Home Stories, Netflix India's latest tetraptych anthology does that, but sparingly. You have four stories, and the only connecting thread is the fact that they were shot in lockdown; the stories do not seem to coalesce fruitfully into a whole-greater-than-the-sum-of-parts much like Ghost Stories. The curation of the stories, however, seems deliberate. It starts off with the most isolated, and ends with the most chaotic, two dramas, two comedies, playing alternatively. But the genre is diluted. The laughs are smiles, and the drama is muted, or comes entirely from the camera movement. (There is a touch-me-not moment when the Jay Oza's camera inches closer and then distances alternatively towards the end of the first short, "Out With It" directed by Sahirr Sethhi with Arjun Mathur, that was quite disconcerting to watch, as if we are trying to hold him, but also afraid of doing so, recoiling) 

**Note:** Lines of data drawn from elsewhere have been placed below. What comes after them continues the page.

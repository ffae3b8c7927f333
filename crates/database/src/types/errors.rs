//! Error types for the database layer

use std::fmt;

use thiserror::Error;

/// General database error
#[derive(Debug, Error)]
pub enum DatabaseError {
    #[error("Unsupported database url scheme: {0}")]
    UnsupportedScheme(String),

    #[error("Database connection error: {0}")]
    ConnectionError(String),

    #[error("Database migration error: {0}")]
    MigrationError(String),
}

/// Failures of the transaction boundary itself, as opposed to the work inside it.
#[derive(Debug, Error)]
pub enum TransactionError {
    #[error("failed to begin transaction")]
    Begin(#[source] sqlx::Error),

    #[error("failed to set transaction isolation level")]
    Isolation(#[source] sqlx::Error),

    #[error("failed to commit transaction")]
    Commit(#[source] sqlx::Error),
}

/// Outcome of a unit of work that did not commit.
#[derive(Debug)]
pub enum UnitError<E> {
    /// The unit could not be opened or committed.
    Transaction {
        op: &'static str,
        source: TransactionError,
    },
    /// The enclosed work failed and the unit was rolled back.
    ///
    /// `rollback` holds the rollback failure, if any. It never replaces `source`.
    Work {
        op: &'static str,
        source: E,
        rollback: Option<sqlx::Error>,
    },
}

impl<E> UnitError<E> {
    pub fn op(&self) -> &'static str {
        match self {
            Self::Transaction { op, .. } | Self::Work { op, .. } => op,
        }
    }
}

impl<E: fmt::Display> fmt::Display for UnitError<E> {
    fn fmt(&self, f: &mut fmt::Formatter<'_>) -> fmt::Result {
        match self {
            Self::Transaction { op, source } => write!(f, "{op}: {source}"),
            Self::Work {
                op,
                source,
                rollback: None,
            } => write!(f, "{op}: {source}"),
            Self::Work {
                op,
                source,
                rollback: Some(rollback),
            } => write!(f, "{op}: {source} (rollback failed: {rollback})"),
        }
    }
}

impl<E> std::error::Error for UnitError<E>
where
    E: std::error::Error + 'static,
{
    fn source(&self) -> Option<&(dyn std::error::Error + 'static)> {
        match self {
            Self::Transaction { source, .. } => Some(source),
            Self::Work { source, .. } => Some(source),
        }
    }
}
//! Courier Database Crate
//!
//! Connection bootstrap for PostgreSQL and SQLite through the sqlx `Any`
//! driver, embedded migrations, and the transaction coordinator every chat
//! operation runs inside.

use courier_config::DatabaseConfig;

pub mod connection;
pub mod migrations;
pub mod types;
pub mod unit_of_work;

pub use connection::{prepare_database, DatabaseConnection, DatabaseKind};
pub use migrations::run_migrations;
pub use types::{DatabaseError, DatabaseResult, TransactionError, UnitError};
pub use unit_of_work::{IsolationLevel, TransactionCoordinator, UnitOfWork};

/// Re-export commonly used types for convenience
pub use sqlx::{AnyConnection, AnyPool};

/// Initialize the database with migrations
pub async fn initialize_database(config: &DatabaseConfig) -> DatabaseResult<DatabaseConnection> {
    let connection = prepare_database(config)
        .await
        .map_err(|e| DatabaseError::ConnectionError(format!("{e:#}")))?;

    run_migrations(&connection)
        .await
        .map_err(|e| DatabaseError::MigrationError(format!("{e:#}")))?;

    Ok(connection)
}
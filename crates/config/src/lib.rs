use anyhow::Context;
use serde::{Deserialize, Serialize};
use std::path::PathBuf;
use std::time::Duration;
use tracing::debug;

const DEFAULT_CONFIG_FILES: &[&str] = &[
    "courier.toml",
    "config/courier.toml",
    "crates/config/courier.toml",
    "../courier.toml",
    "../config/courier.toml",
];

#[derive(Debug, Clone, Serialize, Deserialize, Default)]
pub struct AppConfig {
    pub http: HttpConfig,
    pub database: DatabaseConfig,
    pub access: AccessConfig,
}

#[derive(Debug, Clone, Serialize, Deserialize)]
pub struct HttpConfig {
    pub address: String,
    pub port: u16,
    /// Deadline applied to every inbound call, authorization check included.
    #[serde(default = "HttpConfig::default_request_timeout")]
    pub request_timeout_seconds: u64,
}

impl HttpConfig {
    const fn default_request_timeout() -> u64 {
        30
    }

    pub fn request_timeout(&self) -> Duration {
        Duration::from_secs(self.request_timeout_seconds)
    }
}

impl Default for HttpConfig {
    fn default() -> Self {
        Self {
            address: "127.0.0.1".to_string(),
            port: 50001,
            request_timeout_seconds: Self::default_request_timeout(),
        }
    }
}

/// Connection settings for the chat store.
///
/// The URL scheme selects the backend: `postgres://` (or `postgresql://`)
/// for production, `sqlite:` for local runs and tests.
///
/// ```
/// use courier_config::DatabaseConfig;
///
/// let database = DatabaseConfig::default();
/// assert_eq!(database.url, "sqlite://courier.db");
/// assert_eq!(database.connect_attempts, 3);
/// ```
#[derive(Debug, Clone, Serialize, Deserialize)]
pub struct DatabaseConfig {
    pub url: String,
    pub max_connections: u32,
    #[serde(default = "DatabaseConfig::default_connect_attempts")]
    pub connect_attempts: u32,
    #[serde(default = "DatabaseConfig::default_connect_attempt_delay")]
    pub connect_attempt_delay_ms: u64,
}

impl DatabaseConfig {
    const fn default_connect_attempts() -> u32 {
        3
    }

    const fn default_connect_attempt_delay() -> u64 {
        1_000
    }

    pub fn connect_attempt_delay(&self) -> Duration {
        Duration::from_millis(self.connect_attempt_delay_ms)
    }
}

impl Default for DatabaseConfig {
    fn default() -> Self {
        Self {
            url: "sqlite://courier.db".to_string(),
            max_connections: 10,
            connect_attempts: Self::default_connect_attempts(),
            connect_attempt_delay_ms: Self::default_connect_attempt_delay(),
        }
    }
}

/// Location of the external access service that authorizes calls and
/// resolves usernames.
#[derive(Debug, Clone, Serialize, Deserialize)]
pub struct AccessConfig {
    pub base_url: String,
    #[serde(default = "AccessConfig::default_request_timeout")]
    pub request_timeout_seconds: u64,
}

impl AccessConfig {
    const fn default_request_timeout() -> u64 {
        5
    }

    pub fn request_timeout(&self) -> Duration {
        Duration::from_secs(self.request_timeout_seconds)
    }
}

impl Default for AccessConfig {
    fn default() -> Self {
        Self {
            base_url: "http://127.0.0.1:50051".to_string(),
            request_timeout_seconds: Self::default_request_timeout(),
        }
    }
}

/// Load the application configuration by combining defaults, files, and environment overrides.
///
/// ```
/// use courier_config::load;
///
/// std::env::remove_var("COURIER_CONFIG");
///
/// let config = load().expect("configuration should load with defaults");
/// assert!(!config.http.address.is_empty());
/// ```
pub fn load() -> anyhow::Result<AppConfig> {
    let defaults = AppConfig::default();

    let mut builder = config::Config::builder()
        .set_default("http.address", defaults.http.address.clone())?
        .set_default("http.port", i64::from(defaults.http.port))?
        .set_default(
            "http.request_timeout_seconds",
            i64::try_from(defaults.http.request_timeout_seconds).unwrap_or(i64::MAX),
        )?
        .set_default("database.url", defaults.database.url.clone())?
        .set_default(
            "database.max_connections",
            i64::from(defaults.database.max_connections),
        )?
        .set_default(
            "database.connect_attempts",
            i64::from(defaults.database.connect_attempts),
        )?
        .set_default(
            "database.connect_attempt_delay_ms",
            i64::try_from(defaults.database.connect_attempt_delay_ms).unwrap_or(i64::MAX),
        )?
        .set_default("access.base_url", defaults.access.base_url.clone())?
        .set_default(
            "access.request_timeout_seconds",
            i64::try_from(defaults.access.request_timeout_seconds).unwrap_or(i64::MAX),
        )?;

    let environment_overrides = config::Environment::with_prefix("COURIER").separator("__");

    let mut config_file_attached = false;

    if let Ok(path) = std::env::var("COURIER_CONFIG") {
        builder = builder.add_source(config::File::from(PathBuf::from(&path)));
        config_file_attached = true;
        debug!(path, "loading configuration via COURIER_CONFIG");
    } else if let Ok(cwd) = std::env::current_dir() {
        let fallback = DEFAULT_CONFIG_FILES
            .iter()
            .map(|candidate| cwd.join(candidate))
            .find(|path| path.exists());

        if let Some(path) = fallback {
            debug!(path = %path.display(), "loading configuration file");
            builder = builder.add_source(config::File::from(path));
            config_file_attached = true;
        }
    }

    if !config_file_attached {
        debug!("no configuration file found, relying on defaults and environment overrides");
    }

    builder = builder.add_source(environment_overrides);

    let cfg = builder.build().context("unable to build configuration")?;

    let mut config = cfg
        .try_deserialize::<AppConfig>()
        .context("invalid configuration")?;

    if config.database.connect_attempts == 0 {
        config.database.connect_attempts = 1;
    }

    // database.url may carry credentials
    debug!(http = ?config.http, access = ?config.access, "loaded backend configuration");
    Ok(config)
}
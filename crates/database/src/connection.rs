//! Database connection management

use anyhow::{Context, Result};
use courier_config::DatabaseConfig;
use sqlx::any::{install_default_drivers, AnyPoolOptions};
use sqlx::AnyPool;
use std::path::Path;
use tokio::fs;
use tracing::{info, warn};

use crate::types::{DatabaseError, DatabaseResult};

/// Backend selected by the database URL scheme.
#[derive(Debug, Clone, Copy, PartialEq, Eq)]
pub enum DatabaseKind {
    Postgres,
    Sqlite,
}

impl DatabaseKind {
    pub fn from_url(url: &str) -> DatabaseResult<Self> {
        if url.starts_with("postgres://") || url.starts_with("postgresql://") {
            Ok(Self::Postgres)
        } else if url.starts_with("sqlite:") {
            Ok(Self::Sqlite)
        } else {
            // only the scheme, the rest of the url may carry credentials
            let scheme = url.split_once(':').map_or(url, |(scheme, _)| scheme);
            Err(DatabaseError::UnsupportedScheme(scheme.to_string()))
        }
    }

    pub fn as_str(self) -> &'static str {
        match self {
            Self::Postgres => "postgres",
            Self::Sqlite => "sqlite",
        }
    }
}

/// Prepare and establish a database connection
///
/// Connection is retried up to `connect_attempts` times, waiting
/// `connect_attempt_delay_ms` between attempts.
pub async fn prepare_database(config: &DatabaseConfig) -> Result<DatabaseConnection> {
    install_default_drivers();

    let kind = DatabaseKind::from_url(&config.url)?;
    if kind == DatabaseKind::Sqlite {
        ensure_sqlite_path(&config.url).await?;
    }

    let attempts = config.connect_attempts.max(1);
    let mut attempt = 1;
    let pool = loop {
        match pool_options(config, kind).connect(&config.url).await {
            Ok(pool) => break pool,
            Err(err) if attempt < attempts => {
                warn!(
                    backend = kind.as_str(),
                    attempt,
                    attempts,
                    error = %err,
                    "database connection attempt failed, retrying"
                );
                attempt += 1;
                tokio::time::sleep(config.connect_attempt_delay()).await;
            }
            Err(err) => {
                return Err(err).with_context(|| {
                    format!(
                        "failed to connect to {} database after {attempts} attempt(s)",
                        kind.as_str()
                    )
                });
            }
        }
    };

    info!(backend = kind.as_str(), attempt, "database connection established");
    Ok(DatabaseConnection { pool, kind })
}

fn pool_options(config: &DatabaseConfig, kind: DatabaseKind) -> AnyPoolOptions {
    let options = AnyPoolOptions::new().max_connections(config.max_connections.max(1));

    match kind {
        DatabaseKind::Postgres => options,
        DatabaseKind::Sqlite => options.after_connect(|conn, _meta| {
            Box::pin(async move {
                // Set busy timeout to prevent database locked errors
                sqlx::query("PRAGMA busy_timeout = 5000")
                    .execute(&mut *conn)
                    .await?;
                sqlx::query("PRAGMA journal_mode = WAL")
                    .execute(&mut *conn)
                    .await?;
                Ok(())
            })
        }),
    }
}

/// Ensure the SQLite database file and directory exist
async fn ensure_sqlite_path(url: &str) -> Result<()> {
    let Some(rest) = url
        .strip_prefix("sqlite://")
        .or_else(|| url.strip_prefix("sqlite:"))
    else {
        return Ok(());
    };

    let sqlite_path = rest.split_once('?').map_or(rest, |(path, _)| path);
    if sqlite_path.is_empty() || sqlite_path == ":memory:" {
        return Ok(());
    }

    let path = Path::new(sqlite_path);
    if let Some(parent) = path.parent() {
        if !parent.as_os_str().is_empty() {
            fs::create_dir_all(parent).await.with_context(|| {
                format!("failed to create sqlite directory {}", parent.display())
            })?;
        }
    }

    if fs::metadata(path).await.is_err() {
        fs::OpenOptions::new()
            .create(true)
            .write(true)
            .open(path)
            .await
            .with_context(|| format!("failed to create sqlite database file {}", path.display()))?;
    }

    Ok(())
}

/// Database connection wrapper for easier management
#[derive(Clone)]
pub struct DatabaseConnection {
    pool: AnyPool,
    kind: DatabaseKind,
}

impl DatabaseConnection {
    /// Create a new database connection from configuration
    pub async fn from_config(config: &DatabaseConfig) -> Result<Self> {
        prepare_database(config).await
    }

    /// Get a reference to the underlying connection pool
    pub fn pool(&self) -> &AnyPool {
        &self.pool
    }

    pub fn kind(&self) -> DatabaseKind {
        self.kind
    }

    /// Close the database connection pool
    pub async fn close(self) {
        self.pool.close().await;
    }

    /// Test the database connection
    pub async fn test_connection(&self) -> Result<()> {
        sqlx::query("SELECT 1")
            .execute(&self.pool)
            .await
            .context("failed to test database connection")?;
        Ok(())
    }
}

This touch-me-not camera becomes touch-me-knot as it witnesses a wedding in the last short ("Web Ne Bana Di Jodi" directed Ashwin Lakshmi Narayan, perhaps the most logistically insane) about a father's reluctance on getting her daughter married on web-chat. This story tries to flirt with melodrama milking the emotional father trope, but the strain shows, and the cathartic climax of that is never felt. This might be a great moment to rethink film-writing and genre elements. Instead of situations, we should worry more about conversations, fixate on who we are, instead of who we become. This is a great distinction made in Tamil Sangam poetry between akam (the inner circle) and puram (the outer circle). There's simply no point in trying to make a puram film with akam constraints. Re-thinking genre will require an overhaul of what we considered biblical- this is a threshold moment, and mediocrity won't endure. 

The third short ("Delivering Smiles" directed by Tanvi Gandhi) though seems to be the most comfortable of the lot, trying the least to acclimate. It is about a delivery man, his travels and travails, the sense of entitlement we have cloaked our fear in, and his optimism through this all. It's a sweet idea, delving into the interiority of a man's hope in hopeless times, but it never becomes more than its sweetness, and that hope feels too rigid to be human. Where is the human doubt in human hope?  

But the most rigid of all seems to be the second short ("Will You Be My Quarantine" directed by Anubhuti Kashyap), which also tries to be the most charming, with this one night hookup ending in a month long or so courtship as they are stuck with each other unable to leave during lockdown. I am pretty sure you could have gone back home the next day or a few days later, but this is perhaps a conceit, one not entirely convincing. I use the word rigid because the dialogues and the body language feel too performative, (again, they try to make it dramatic, but it's too lite to make any impression) and I use the word charming because this is the only film in the lot that speaks to courtship (as opposed to love- in the first short Mathur is already in a relationship that looks frayed, and in the last short, the love has happened, the marriage is pending). The process of meeting someone, and getting to know them, these joys are perhaps too far in the future. The least we could ask for then, is the vicarious joy of falling in syrupy love. But alas. We must wait for better charm, the kind with less artifice, and more heart.